Re: Special Type Sorts Tray 2001

2001-09-30 Thread DougEwell2

In a message dated 2001-09-30 9:19:31 Pacific Daylight Time, 
[EMAIL PROTECTED] writes:

>  I have been thinking recently that it would be useful to have presentation
>  forms for a ct ligature character and various long s ligatures so that one
>  may transcribe printed works from the 18th century into unicode while
>  keeping the typographic style intact.

As mentioned, this can already be done with ZWJ, although fonts may not be 
able to render it correctly.  (But this is always true for any newly added 
glyph, no matter how encoded.)

>  In view of these various situations and possibly various others that people
>  might like to post into this thread, I write to put forward the suggestion
>  that as a discussion on this list various users of the unicode
>  specification might like to agree informally a collection of characters
>  called Special Type Sorts Tray 2001 or STST2001 to be defined in the 
Private
>  Use Area in, say, the range U+E700 through to U+E7FF in the hope that
>  perhaps by there being some informal agreement perhaps someone with a font
>  generating package might like to add them into a font and maybe various
>  small yet significant benefits to the facilities available for encoding 
text
>  might be achieved.

You might want to take a look at the ConScript Unicode Registry, which was 
originally intended for "constructed" and artificial scripts, but which could 
also be used for this purpose.

>  Please know that I am specifically suggesting that this be a discussion
>  amongst the user community: I am not suggesting that the Unicode Consortium
>  endorse this suggestion as I am fully aware that the rules for the use of
>  the Private Use Area specifically say that no assignment to a particular 
set
>  of characters will ever be endorsed by the Unicode Consortium.
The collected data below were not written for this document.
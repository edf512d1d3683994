// Copyright (c) 2025 Geoffrey Huntley <ghuntley@ghuntley.com>. All rights reserved.
// SPDX-License-Identifier: Proprietary

//! Logging configuration section.

use serde::{Deserialize, Serialize};

fn default_level() -> String {
	"info,warden=debug,sqlx=warn".to_string()
}

#[derive(Debug, Clone, Default, Serialize, Deserialize, PartialEq)]
pub struct LoggingConfigLayer {
	pub level: Option<String>,
	pub json: Option<bool>,
}

impl LoggingConfigLayer {
	pub fn merge(&mut self, other: Self) {
		if other.level.is_some() {
			self.level = other.level;
		}
		if other.json.is_some() {
			self.json = other.json;
		}
	}

	pub fn finalize(self) -> LoggingConfig {
		LoggingConfig {
			level: self.level.unwrap_or_else(default_level),
			json: self.json.unwrap_or(false),
		}
	}
}

#[derive(Debug, Clone, Serialize, Deserialize, PartialEq)]
pub struct LoggingConfig {
	/// `EnvFilter` directive, used when `RUST_LOG` is unset.
	pub level: String,
	pub json: bool,
}

impl Default for LoggingConfig {
	fn default() -> Self {
		Self {
			level: default_level(),
			json: false,
		}
	}
}

#[cfg(test)]
mod tests {
	use super::*;

	#[test]
	fn test_default_values() {
		let config = LoggingConfigLayer::default().finalize();
		assert_eq!(config, LoggingConfig::default());
		assert!(!config.json);
	}

	#[test]
	fn test_merge_keeps_unset_fields() {
		let mut base = LoggingConfigLayer {
			level: Some("debug".to_string()),
			json: None,
		};
		base.merge(LoggingConfigLayer {
			level: None,
			json: Some(true),
		});
		assert_eq!(base.level.as_deref(), Some("debug"));
		assert_eq!(base.json, Some(true));
	}
}
// Copyright (c) 2025 Geoffrey Huntley <ghuntley@ghuntley.com>. All rights reserved.
// SPDX-License-Identifier: Proprietary

//! Redacting wrapper for sensitive material handled by the broker.
//!
//! Engine access tokens, client certificate private keys and the values of
//! issued dynamic credentials all travel through the code base as [`Secret`].
//! The wrapper:
//!
//! - prints `[REDACTED]` for `Debug`, `Display` and `Serialize`
//! - zeroizes its contents on drop
//! - only hands out the inner value through an explicit [`Secret::expose`]
//!
//! ```
//! use warden_common_secret::SecretString;
//!
//! let token = SecretString::new("hvs.CAESIJ".to_string());
//! assert_eq!(format!("{token}"), "[REDACTED]");
//! assert_eq!(token.expose(), "hvs.CAESIJ");
//! ```

use std::fmt;
use zeroize::Zeroize;

/// Placeholder printed in place of any secret value.
pub const REDACTED: &str = "[REDACTED]";

/// A value that must never reach logs, error messages or serialized output.
#[derive(Zeroize)]
#[zeroize(drop)]
pub struct Secret<T>
where
	T: Zeroize,
{
	inner: T,
}

/// Secret text, e.g. an engine token or PEM encoded private key.
pub type SecretString = Secret<String>;

/// Secret bytes, e.g. a decrypted ciphertext before UTF-8 validation.
pub type SecretBytes = Secret<Vec<u8>>;

impl<T> Secret<T>
where
	T: Zeroize,
{
	pub fn new(inner: T) -> Self {
		Self { inner }
	}

	/// Borrow the protected value. Every call site is an audit point.
	pub fn expose(&self) -> &T {
		&self.inner
	}

	/// Copy the protected value out, leaving the wrapper to be zeroized on drop.
	pub fn into_inner(self) -> T
	where
		T: Clone,
	{
		self.inner.clone()
	}
}

impl SecretString {
	/// True when the wrapped string is empty or whitespace only.
	pub fn is_blank(&self) -> bool {
		self.inner.trim().is_empty()
	}
}

impl SecretBytes {
	/// Interpret the bytes as UTF-8 text without leaking them on failure.
	pub fn into_secret_string(self) -> Result<SecretString, std::string::FromUtf8Error> {
		String::from_utf8(self.inner.clone()).map(SecretString::new)
	}
}

impl<T> Clone for Secret<T>
where
	T: Zeroize + Clone,
{
	fn clone(&self) -> Self {
		Self::new(self.inner.clone())
	}
}

impl<T> fmt::Debug for Secret<T>
where
	T: Zeroize,
{
	fn fmt(&self, f: &mut fmt::Formatter<'_>) -> fmt::Result {
		f.debug_tuple("Secret").field(&REDACTED).finish()
	}
}

impl<T> fmt::Display for Secret<T>
where
	T: Zeroize,
{
	fn fmt(&self, f: &mut fmt::Formatter<'_>) -> fmt::Result {
		f.write_str(REDACTED)
	}
}

impl<T> PartialEq for Secret<T>
where
	T: Zeroize + PartialEq,
{
	fn eq(&self, other: &Self) -> bool {
		self.inner == other.inner
	}
}

impl<T> Eq for Secret<T> where T: Zeroize + Eq {}

impl From<String> for SecretString {
	fn from(value: String) -> Self {
		Self::new(value)
	}
}

#[cfg(feature = "serde")]
mod serde_impl {
	use super::{Secret, REDACTED};
	use serde::{Deserialize, Deserializer, Serialize, Serializer};
	use zeroize::Zeroize;

	impl<T> Serialize for Secret<T>
	where
		T: Zeroize,
	{
		fn serialize<S>(&self, serializer: S) -> Result<S::Ok, S::Error>
		where
			S: Serializer,
		{
			serializer.serialize_str(REDACTED)
		}
	}

	impl<'de, T> Deserialize<'de> for Secret<T>
	where
		T: Deserialize<'de> + Zeroize,
	{
		fn deserialize<D>(deserializer: D) -> Result<Self, D::Error>
		where
			D: Deserializer<'de>,
		{
			T::deserialize(deserializer).map(Secret::new)
		}
	}
}

#[cfg(test)]
mod tests {
	use super::*;
	use proptest::prelude::*;

	#[test]
	fn token_is_redacted_in_debug_and_display() {
		let token = SecretString::new("hvs.super-secret".to_string());
		assert_eq!(format!("{token}"), REDACTED);
		assert!(!format!("{token:?}").contains("super-secret"));
	}

	#[test]
	fn optional_certificate_key_is_redacted() {
		let key: Option<SecretString> = Some(SecretString::new("-----BEGIN KEY-----".into()));
		assert!(!format!("{key:?}").contains("BEGIN"));
	}

	#[test]
	fn blank_detection() {
		assert!(SecretString::new("  \n".into()).is_blank());
		assert!(!SecretString::new("t".into()).is_blank());
	}

	#[test]
	fn bytes_convert_to_string() {
		let bytes = SecretBytes::new(b"lease-value".to_vec());
		let text = bytes.into_secret_string().unwrap();
		assert_eq!(text.expose(), "lease-value");
	}

	#[test]
	fn invalid_utf8_is_rejected() {
		let bytes = SecretBytes::new(vec![0xff, 0xfe]);
		assert!(bytes.into_secret_string().is_err());
	}

	#[cfg(feature = "serde")]
	#[test]
	fn serializes_as_placeholder_and_deserializes_value() {
		let secret = SecretString::new("engine-token".into());
		let json = serde_json::to_string(&secret).unwrap();
		assert_eq!(json, format!("\"{REDACTED}\""));

		let parsed: SecretString = serde_json::from_str("\"engine-token\"").unwrap();
		assert_eq!(parsed, secret);
	}

	proptest! {
		#[test]
		fn display_never_leaks(inner in "[a-z0-9.]{4,40}") {
			prop_assume!(!REDACTED.contains(&inner) && !"Secret".contains(&inner));
			let secret = SecretString::new(inner.clone());
			let displayed = format!("{secret}");
			let debugged = format!("{secret:?}");
			prop_assert!(!displayed.contains(&inner));
			prop_assert!(!debugged.contains(&inner));
		}
	}
}
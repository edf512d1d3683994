// Copyright (c) 2025 Geoffrey Huntley <ghuntley@ghuntley.com>. All rights reserved.
// SPDX-License-Identifier: Proprietary

use sqlx::sqlite::SqlitePool;

use crate::error::Result;

/// Run all database migrations.
///
/// Migrations are idempotent and safe to run on every start.
#[tracing::instrument(skip(pool))]
pub async fn run_migrations(pool: &SqlitePool) -> Result<()> {
	let m1 = include_str!("../migrations/001_credential_vault.sql");
	for stmt in m1.split(';').filter(|s| !is_blank_statement(s)) {
		if let Err(e) = sqlx::query(stmt).execute(pool).await {
			let msg = e.to_string();
			if !msg.contains("already exists") {
				return Err(e.into());
			}
		}
	}

	tracing::debug!("migrations applied");
	Ok(())
}

fn is_blank_statement(stmt: &str) -> bool {
	stmt
		.lines()
		.map(str::trim)
		.all(|line| line.is_empty() || line.starts_with("--"))
}

#[cfg(test)]
mod tests {
	use super::*;

	#[test]
	fn comment_only_chunks_are_skipped() {
		assert!(is_blank_statement("\n-- trailing comment\n  "));
		assert!(!is_blank_statement("-- header\nCREATE TABLE t (x)"));
	}

	#[tokio::test]
	async fn migrations_are_idempotent() {
		let pool = crate::testing::create_test_pool().await;
		run_migrations(&pool).await.unwrap();

		let tables: Vec<String> = sqlx::query_scalar(
			"SELECT name FROM sqlite_master WHERE type = 'table' AND name LIKE '%credential%' ORDER BY name",
		)
		.fetch_all(&pool)
		.await
		.unwrap();
		assert_eq!(
			tables,
			vec![
				"credential_vault_client_certificate",
				"credential_vault_credential",
				"credential_vault_library",
				"credential_vault_store",
				"credential_vault_token",
				"session_credential_dynamic",
			]
		);
	}
}
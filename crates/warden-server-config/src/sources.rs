// Copyright (c) 2025 Geoffrey Huntley <ghuntley@ghuntley.com>. All rights reserved.
// SPDX-License-Identifier: Proprietary

//! Configuration sources: environment variables and TOML files.

use std::path::PathBuf;

use tracing::{debug, trace};

use crate::error::ConfigError;
use crate::layer::ServerConfigLayer;
use crate::sections::{
	DatabaseConfigLayer, EngineConfigLayer, KeysConfigLayer, LoggingConfigLayer, RenewalConfigLayer,
};

/// Source precedence levels (higher = overrides lower).
#[derive(Debug, Clone, Copy, PartialEq, Eq, PartialOrd, Ord)]
pub enum Precedence {
	Defaults = 10,
	ConfigFile = 20,
	Environment = 50,
}

pub trait ConfigSource: Send + Sync {
	fn name(&self) -> &'static str;
	fn precedence(&self) -> Precedence;
	fn load(&self) -> Result<ServerConfigLayer, ConfigError>;
}

/// Built-in defaults source.
pub struct DefaultsSource;

impl ConfigSource for DefaultsSource {
	fn name(&self) -> &'static str {
		"defaults"
	}

	fn precedence(&self) -> Precedence {
		Precedence::Defaults
	}

	fn load(&self) -> Result<ServerConfigLayer, ConfigError> {
		debug!("loading defaults");
		Ok(ServerConfigLayer::default())
	}
}

/// TOML file configuration source. A missing file yields an empty layer.
pub struct TomlSource {
	path: PathBuf,
}

impl TomlSource {
	pub fn new(path: impl Into<PathBuf>) -> Self {
		Self { path: path.into() }
	}

	pub fn system() -> Self {
		Self::new("/etc/warden/server.toml")
	}
}

impl ConfigSource for TomlSource {
	fn name(&self) -> &'static str {
		"toml-config"
	}

	fn precedence(&self) -> Precedence {
		Precedence::ConfigFile
	}

	fn load(&self) -> Result<ServerConfigLayer, ConfigError> {
		if !self.path.exists() {
			debug!(path = %self.path.display(), "config file not found, skipping");
			return Ok(ServerConfigLayer::default());
		}

		debug!(path = %self.path.display(), "loading config file");
		let content = std::fs::read_to_string(&self.path).map_err(|e| ConfigError::FileRead {
			path: self.path.clone(),
			source: e,
		})?;

		let layer: ServerConfigLayer =
			toml::from_str(&content).map_err(|e| ConfigError::TomlParse {
				path: self.path.clone(),
				source: e,
			})?;

		trace!("parsed config layer from TOML");
		Ok(layer)
	}
}

/// Environment variable source.
///
/// Convention: WARDEN_SERVER_<SECTION>_<FIELD>
pub struct EnvSource;

impl ConfigSource for EnvSource {
	fn name(&self) -> &'static str {
		"environment"
	}

	fn precedence(&self) -> Precedence {
		Precedence::Environment
	}

	fn load(&self) -> Result<ServerConfigLayer, ConfigError> {
		debug!("loading environment variables");
		Ok(ServerConfigLayer {
			database: Some(DatabaseConfigLayer {
				url: env_var("WARDEN_SERVER_DATABASE_URL"),
			}),
			logging: Some(LoggingConfigLayer {
				level: env_var("WARDEN_SERVER_LOG_LEVEL"),
				json: env_bool("WARDEN_SERVER_LOG_JSON"),
			}),
			engine: Some(EngineConfigLayer {
				request_timeout_secs: env_u64("WARDEN_SERVER_ENGINE_REQUEST_TIMEOUT_SECS")?,
				allow_insecure: env_bool("WARDEN_SERVER_ENGINE_ALLOW_INSECURE"),
			}),
			renewal: Some(load_renewal_from_env()?),
			keys: Some(KeysConfigLayer {
				key_id: env_var("WARDEN_SERVER_ROOT_KEY_ID"),
			}),
		})
	}
}

fn env_var(name: &str) -> Option<String> {
	std::env::var(name).ok().filter(|s| !s.is_empty())
}

fn env_bool(name: &str) -> Option<bool> {
	env_var(name).map(|v| v.eq_ignore_ascii_case("true") || v == "1")
}

fn env_u32(name: &str) -> Result<Option<u32>, ConfigError> {
	match env_var(name) {
		Some(v) => v.parse().map(Some).map_err(|_| ConfigError::InvalidValue {
			key: name.to_string(),
			message: format!("invalid u32 value '{v}'"),
		}),
		None => Ok(None),
	}
}

fn env_u64(name: &str) -> Result<Option<u64>, ConfigError> {
	match env_var(name) {
		Some(v) => v.parse().map(Some).map_err(|_| ConfigError::InvalidValue {
			key: name.to_string(),
			message: format!("invalid u64 value '{v}'"),
		}),
		None => Ok(None),
	}
}

fn load_renewal_from_env() -> Result<RenewalConfigLayer, ConfigError> {
	Ok(RenewalConfigLayer {
		min_wake_interval_secs: env_u64("WARDEN_SERVER_RENEWAL_MIN_WAKE_INTERVAL_SECS")?,
		max_wake_interval_secs: env_u64("WARDEN_SERVER_RENEWAL_MAX_WAKE_INTERVAL_SECS")?,
		retry_ceiling: env_u32("WARDEN_SERVER_RENEWAL_RETRY_CEILING")?,
		base_backoff_secs: env_u64("WARDEN_SERVER_RENEWAL_BASE_BACKOFF_SECS")?,
		max_backoff_secs: env_u64("WARDEN_SERVER_RENEWAL_MAX_BACKOFF_SECS")?,
		stale_claim_secs: env_u64("WARDEN_SERVER_RENEWAL_STALE_CLAIM_SECS")?,
	})
}

#[cfg(test)]
mod tests {
	use super::*;
	use std::io::Write;
	use tempfile::NamedTempFile;

	#[test]
	fn test_precedence_ordering() {
		assert!(Precedence::Environment > Precedence::ConfigFile);
		assert!(Precedence::ConfigFile > Precedence::Defaults);
	}

	#[test]
	fn test_toml_source_missing_file_returns_empty() {
		let layer = TomlSource::new("/nonexistent/warden.toml").load().unwrap();
		assert!(layer.database.is_none());
		assert!(layer.renewal.is_none());
	}

	#[test]
	fn test_toml_source_reads_sections() {
		let mut file = NamedTempFile::new().unwrap();
		write!(
			file,
			r#"
[database]
url = "sqlite:/tmp/warden.db"

[renewal]
retry_ceiling = 3
"#
		)
		.unwrap();

		let layer = TomlSource::new(file.path()).load().unwrap();
		assert_eq!(
			layer.database.unwrap().url.as_deref(),
			Some("sqlite:/tmp/warden.db")
		);
		assert_eq!(layer.renewal.unwrap().retry_ceiling, Some(3));
	}

	#[test]
	fn test_toml_source_reports_parse_errors() {
		let mut file = NamedTempFile::new().unwrap();
		write!(file, "[renewal]\nretry_ceiling = \"many\"\n").unwrap();

		let err = TomlSource::new(file.path()).load().unwrap_err();
		assert!(matches!(err, ConfigError::TomlParse { .. }));
	}

	#[test]
	fn test_invalid_number_in_env() {
		std::env::set_var("WARDEN_TEST_SOURCES_BAD_U64", "soon");
		let err = env_u64("WARDEN_TEST_SOURCES_BAD_U64").unwrap_err();
		assert!(err.to_string().contains("WARDEN_TEST_SOURCES_BAD_U64"));
		std::env::remove_var("WARDEN_TEST_SOURCES_BAD_U64");
	}
}
// Copyright (c) 2025 Geoffrey Huntley <ghuntley@ghuntley.com>. All rights reserved.
// SPDX-License-Identifier: Proprietary

//! # warden-server-credentials
//!
//! Lifecycle services for brokered secrets-engine credentials:
//!
//! - [`TokenLifecycleManager`]: renews store tokens at their lease midpoint,
//!   retries with backoff, rotates and revokes them
//! - [`ClientCertificateRotator`]: idempotent upsert of a store's mTLS identity
//! - [`CredentialIssuer`]: mints dynamic secrets and binds each to exactly one
//!   session slot
//! - [`CredentialStoreService`]: store and library management
//!
//! Secrets never reach the database in plaintext; [`KeyService`] seals them
//! with AES-256-GCM and derives HMAC lookup handles.
//!
//! ## Errors
//!
//! | Variant | Retry? | When |
//! |---------|--------|------|
//! | `Validation` | no | Malformed input, rejected before any state change |
//! | `Conflict` / `BindingConflict` | no | A concurrent writer won |
//! | `TokenUnavailable` | no | Store has no `current`/`maintaining` token |
//! | `EngineUnavailable` | yes | Network error, timeout, 5xx, 429 |
//! | `TokenInvalid` / `EngineRejected` | no | The engine refused the call |

pub mod certificates;
mod connection;
pub mod error;
pub mod health;
pub mod issuer;
pub mod keys;
pub mod notify;
pub mod policy;
pub mod service;
pub mod tokens;

#[cfg(any(test, feature = "testing"))]
pub mod testing;

pub use certificates::ClientCertificateRotator;
pub use error::{CredentialsError, Result};
pub use health::{HealthState, StoreHealth};
pub use issuer::{CredentialIssuer, CredentialRevocationReport, IssuedCredential};
pub use keys::{EncryptedValue, KeyService, RootKeyService};
pub use notify::ScheduleNotifier;
pub use policy::RenewalPolicy;
pub use service::{
	ClientCertificateInput, CreateLibraryRequest, CreateStoreRequest, CredentialStoreService,
};
pub use tokens::{
	revocation_due_at, token_due_at, RenewalOutcome, RenewalReport, RevocationOutcome,
	RevocationReport, TokenLifecycleManager,
};
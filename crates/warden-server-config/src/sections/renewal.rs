// Copyright (c) 2025 Geoffrey Huntley <ghuntley@ghuntley.com>. All rights reserved.
// SPDX-License-Identifier: Proprietary

//! Token renewal and scheduler tuning.

use serde::{Deserialize, Serialize};
use std::time::Duration;

#[derive(Debug, Clone, Default, Serialize, Deserialize, PartialEq)]
pub struct RenewalConfigLayer {
	pub min_wake_interval_secs: Option<u64>,
	pub max_wake_interval_secs: Option<u64>,
	pub retry_ceiling: Option<u32>,
	pub base_backoff_secs: Option<u64>,
	pub max_backoff_secs: Option<u64>,
	pub stale_claim_secs: Option<u64>,
}

impl RenewalConfigLayer {
	pub fn merge(&mut self, other: Self) {
		if other.min_wake_interval_secs.is_some() {
			self.min_wake_interval_secs = other.min_wake_interval_secs;
		}
		if other.max_wake_interval_secs.is_some() {
			self.max_wake_interval_secs = other.max_wake_interval_secs;
		}
		if other.retry_ceiling.is_some() {
			self.retry_ceiling = other.retry_ceiling;
		}
		if other.base_backoff_secs.is_some() {
			self.base_backoff_secs = other.base_backoff_secs;
		}
		if other.max_backoff_secs.is_some() {
			self.max_backoff_secs = other.max_backoff_secs;
		}
		if other.stale_claim_secs.is_some() {
			self.stale_claim_secs = other.stale_claim_secs;
		}
	}

	pub fn finalize(self) -> RenewalConfig {
		let defaults = RenewalConfig::default();
		RenewalConfig {
			min_wake_interval_secs: self
				.min_wake_interval_secs
				.unwrap_or(defaults.min_wake_interval_secs),
			max_wake_interval_secs: self
				.max_wake_interval_secs
				.unwrap_or(defaults.max_wake_interval_secs),
			retry_ceiling: self.retry_ceiling.unwrap_or(defaults.retry_ceiling),
			base_backoff_secs: self.base_backoff_secs.unwrap_or(defaults.base_backoff_secs),
			max_backoff_secs: self.max_backoff_secs.unwrap_or(defaults.max_backoff_secs),
			stale_claim_secs: self.stale_claim_secs.unwrap_or(defaults.stale_claim_secs),
		}
	}
}

#[derive(Debug, Clone, Serialize, Deserialize, PartialEq)]
pub struct RenewalConfig {
	pub min_wake_interval_secs: u64,
	pub max_wake_interval_secs: u64,
	/// Failed renewal attempts before a token is given up and revoked.
	pub retry_ceiling: u32,
	pub base_backoff_secs: u64,
	pub max_backoff_secs: u64,
	/// Age after which an unresolved renewal claim may be taken over.
	pub stale_claim_secs: u64,
}

impl Default for RenewalConfig {
	fn default() -> Self {
		Self {
			min_wake_interval_secs: 1,
			max_wake_interval_secs: 300,
			retry_ceiling: 5,
			base_backoff_secs: 5,
			max_backoff_secs: 300,
			stale_claim_secs: 120,
		}
	}
}

impl RenewalConfig {
	pub fn min_wake_interval(&self) -> Duration {
		Duration::from_secs(self.min_wake_interval_secs)
	}

	pub fn max_wake_interval(&self) -> Duration {
		Duration::from_secs(self.max_wake_interval_secs)
	}

	pub fn base_backoff(&self) -> Duration {
		Duration::from_secs(self.base_backoff_secs)
	}

	pub fn max_backoff(&self) -> Duration {
		Duration::from_secs(self.max_backoff_secs)
	}

	pub fn stale_claim(&self) -> Duration {
		Duration::from_secs(self.stale_claim_secs)
	}
}
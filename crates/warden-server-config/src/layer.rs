// Copyright (c) 2025 Geoffrey Huntley <ghuntley@ghuntley.com>. All rights reserved.
// SPDX-License-Identifier: Proprietary

//! Configuration layer for merging from multiple sources.

use serde::Deserialize;

use crate::sections::{
	DatabaseConfigLayer, EngineConfigLayer, KeysConfigLayer, LoggingConfigLayer, RenewalConfigLayer,
};

/// Server configuration layer - all fields are Option for merging.
#[derive(Debug, Clone, Default, Deserialize)]
pub struct ServerConfigLayer {
	#[serde(default)]
	pub database: Option<DatabaseConfigLayer>,
	#[serde(default)]
	pub logging: Option<LoggingConfigLayer>,
	#[serde(default)]
	pub engine: Option<EngineConfigLayer>,
	#[serde(default)]
	pub renewal: Option<RenewalConfigLayer>,
	#[serde(default)]
	pub keys: Option<KeysConfigLayer>,
}

impl ServerConfigLayer {
	/// Merge another layer into this one. Other layer takes precedence.
	pub fn merge(&mut self, other: ServerConfigLayer) {
		merge_option(
			&mut self.database,
			other.database,
			DatabaseConfigLayer::merge,
		);
		merge_option(&mut self.logging, other.logging, LoggingConfigLayer::merge);
		merge_option(&mut self.engine, other.engine, EngineConfigLayer::merge);
		merge_option(&mut self.renewal, other.renewal, RenewalConfigLayer::merge);
		merge_option(&mut self.keys, other.keys, KeysConfigLayer::merge);
	}
}

fn merge_option<T, F>(target: &mut Option<T>, source: Option<T>, merge_fn: F)
where
	F: FnOnce(&mut T, T),
{
	match (target.as_mut(), source) {
		(Some(t), Some(s)) => merge_fn(t, s),
		(None, Some(s)) => *target = Some(s),
		_ => {}
	}
}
OK, then ConScript might be a suitable venue for this proposed encoding after 
all.

>  I declare an interest in the choice of U+E700 to U+E7FF as the range for
>  STST2001 in that I have been defining and publishing,

This range is already taken in ConScript, but several other ranges are 
available, and as David mentioned, you'll probably need a lot more than 256 
code points.

ConScript is the work of Michael Everson and John Cowan.  You should check 
with them.

http://www.evertype.com/standards/csur/index.html
http://www.evertype.com/standards/csur/conscript-table.html

-Doug Ewell
 Fullerton, California




Re: Special Type Sorts Tray 2001 (derives from Egyptian Transliteration Characters)

2001-09-30 Thread David Starner

On Sun, Sep 30, 2001 at 04:59:49PM +0100, William Overington wrote:
> In view of these various situations and possibly various others that people
> might like to post into this thread, I write to put forward the suggestion
> that as a discussion on this list various users of the unicode
> specification might like to agree informally a collection of characters
> called Special Type Sorts Tray 2001 or STST2001 to be defined in the Private
> Use Area in, say, the range U+E700 through to U+E7FF in the hope that

All those characters can be encoded in Unicode already. Use a ZWJ for
the ligated characters. And all those characters can be displayed on an
OpenType system - the H with line below and hyphen with diaresis can be
display on my xterm with overprinted combining characters. The rest of
the world has a solution for this; a hacked solution may be usable on
some systems that can't get it right, but there's no need to standardize
it.

Did you notice that all the characters you mentioned are for Latin
scripts? Some other scripts, in normal use, can take more than 256
glyphs to be right - see the Arabic pre-shaped glyphs and the
precomposed Hangul characters for examples.

I bet I can fill that with Latin examples alone. Malay Grammar has a
ligated ng. Lakota has at least couple dozen non-precomposed letters.
Lithuanian needs its couple dozen. Math books will arbitarily compose 
any letter with any symbol - I can get a couple dozen examples from
what I have on hand. The Fraktur ligations probably add up to a couple
dozen there. I don't think I'd have any problem coming up with 256
examples, all clearly documented as to source with scans, by the end of
the day. 

> Maybe someday some of the characters might be promoted to become regular
> unicode characters by the Unicode Consortium, maybe not.  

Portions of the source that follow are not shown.